▶ **YOUR INSTRUCTIONS**
From the data below, restate every line word for word.

▶ **EXCERPTED RECORDS**
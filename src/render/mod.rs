pub mod compositor;
pub mod frame;
pub mod sheet;
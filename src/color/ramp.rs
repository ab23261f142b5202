use crate::{
    color::space::{Rgb, wrap_hue},
    foundation::{
        core::Rgba8,
        error::{ScorchError, ScorchResult},
    },
};

/// Ordered gradient stops, queried with perceptual (Lab) interpolation.
///
/// Heat is mapped to colour through [`ColorRamp::query`]; the fire ramp built
/// by [`ColorRamp::fire`] has four stops, darkest to brightest.
#[derive(Clone, Debug, PartialEq)]
pub struct ColorRamp {
    stops: Vec<Rgba8>,
}

impl ColorRamp {
    /// At least two stops are required.
    pub fn from_stops(stops: Vec<Rgba8>) -> ScorchResult<Self> {
        if stops.len() < 2 {
            return Err(ScorchError::validation(format!(
                "colour ramp needs at least 2 stops (got {})",
                stops.len()
            )));
        }
        Ok(Self { stops })
    }

    /// Derive `[darkest, darker, base, brighter]` from one flame colour.
    ///
    /// - brighter: hue +30°, lightness +0.05 (capped at 1)
    /// - darker: hue −30°, then 50% toward black in Lab
    /// - darkest: hue −45°, then 75% toward black in Lab
    pub fn fire(base: Rgba8) -> Self {
        let base = Rgba8 { a: 255, ..base };
        let (h, s, l) = Rgb::from_rgba8(base).to_hsl();

        let brighter = Rgb::from_hsl(wrap_hue(h + 30.0), s, (l + 0.05).min(1.0));
        let darker = Rgb::from_hsl(wrap_hue(h - 30.0), s, l).blend_lab(Rgb::BLACK, 0.5);
        let darkest = Rgb::from_hsl(wrap_hue(h - 45.0), s, l).blend_lab(Rgb::BLACK, 0.75);

        Self {
            stops: vec![
                darkest.clamped().to_rgba8(),
                darker.clamped().to_rgba8(),
                base,
                brighter.clamped().to_rgba8(),
            ],
        }
    }

    pub fn stops(&self) -> &[Rgba8] {
        &self.stops
    }

    /// Colour at `t` in `[0, 1]` (clamped).
    ///
    /// `t` is scaled by `stops - 1`; the integer part picks the segment and
    /// the fraction blends its endpoints in Lab space. Endpoints return the
    /// first and last stop exactly.
    pub fn query(&self, t: f64) -> Rgba8 {
        let last = self.stops.len() - 1;
        if t.is_nan() || t <= 0.0 {
            return self.stops[0];
        }
        if t >= 1.0 {
            return self.stops[last];
        }

        let scaled = t * last as f64;
        let segment = (scaled.floor() as usize).min(last - 1);
        let local = scaled - segment as f64;

        let a = Rgb::from_rgba8(self.stops[segment]);
        let b = Rgb::from_rgba8(self.stops[segment + 1]);
        a.blend_lab(b, local).clamped().to_rgba8()
    }
}

#[cfg(test)]
#[path = "../../tests/unit/color/ramp.rs"]
mod tests;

▶ **RESULT OF THIS EXERCISE**
filename src/render/mod.rs
pub mod compositor;
pub mod frame;
pub mod sheet;
filename src/color/ramp.rs
repository ab23261f142b5202
use crate::{
    color::space::{Rgb, wrap_hue},
    foundation::{
        core::Rgba8,
        error::{ScorchError, ScorchResult},
    },
};

/// Ordered gradient stops, queried with perceptual (Lab) interpolation.
///
/// Heat is mapped to colour through [`ColorRamp::query`]; the fire ramp built
/// by [`ColorRamp::fire`] has four stops, darkest to brightest.
#[derive(Clone, Debug, PartialEq)]
pub struct ColorRamp {
    stops: Vec<Rgba8>,
}

impl ColorRamp {
    /// At least two stops are required.
    pub fn from_stops(stops: Vec<Rgba8>) -> ScorchResult<Self> {
        if stops.len() < 2 {
            return Err(ScorchError::validation(format!(
                "colour ramp needs at least 2 stops (got {})",
                stops.len()
            )));
        }
        Ok(Self { stops })
    }

    /// Derive `[darkest, darker, base, brighter]` from one flame colour.
    ///
    /// - brighter: hue +30°, lightness +0.05 (capped at 1)
    /// - darker: hue −30°, then 50% toward black in Lab
    /// - darkest: hue −45°, then 75% toward black in Lab
    pub fn fire(base: Rgba8) -> Self {
        let base = Rgba8 { a: 255, ..base };
        let (h, s, l) = Rgb::from_rgba8(base).to_hsl();

        let brighter = Rgb::from_hsl(wrap_hue(h + 30.0), s, (l + 0.05).min(1.0));
        let darker = Rgb::from_hsl(wrap_hue(h - 30.0), s, l).blend_lab(Rgb::BLACK, 0.5);
        let darkest = Rgb::from_hsl(wrap_hue(h - 45.0), s, l).blend_lab(Rgb::BLACK, 0.75);

        Self {
            stops: vec![
                darkest.clamped().to_rgba8(),
                darker.clamped().to_rgba8(),
                base,
                brighter.clamped().to_rgba8(),
            ],
        }
    }

    pub fn stops(&self) -> &[Rgba8] {
        &self.stops
    }

    /// Colour at `t` in `[0, 1]` (clamped).
    ///
    /// `t` is scaled by `stops - 1`; the integer part picks the segment and
    /// the fraction blends its endpoints in Lab space. Endpoints return the
    /// first and last stop exactly.
    pub fn query(&self, t: f64) -> Rgba8 {
        let last = self.stops.len() - 1;
        if t.is_nan() || t <= 0.0 {
            return self.stops[0];
        }
        if t >= 1.0 {
            return self.stops[last];
        }

        let scaled = t * last as f64;
        let segment = (scaled.floor() as usize).min(last - 1);
        let local = scaled - segment as f64;

        let a = Rgb::from_rgba8(self.stops[segment]);
        let b = Rgb::from_rgba8(self.stops[segment + 1]);
        a.blend_lab(b, local).clamped().to_rgba8()
    }
}

#[cfg(test)]
#[path = "../../tests/unit/color/ramp.rs"]
mod tests;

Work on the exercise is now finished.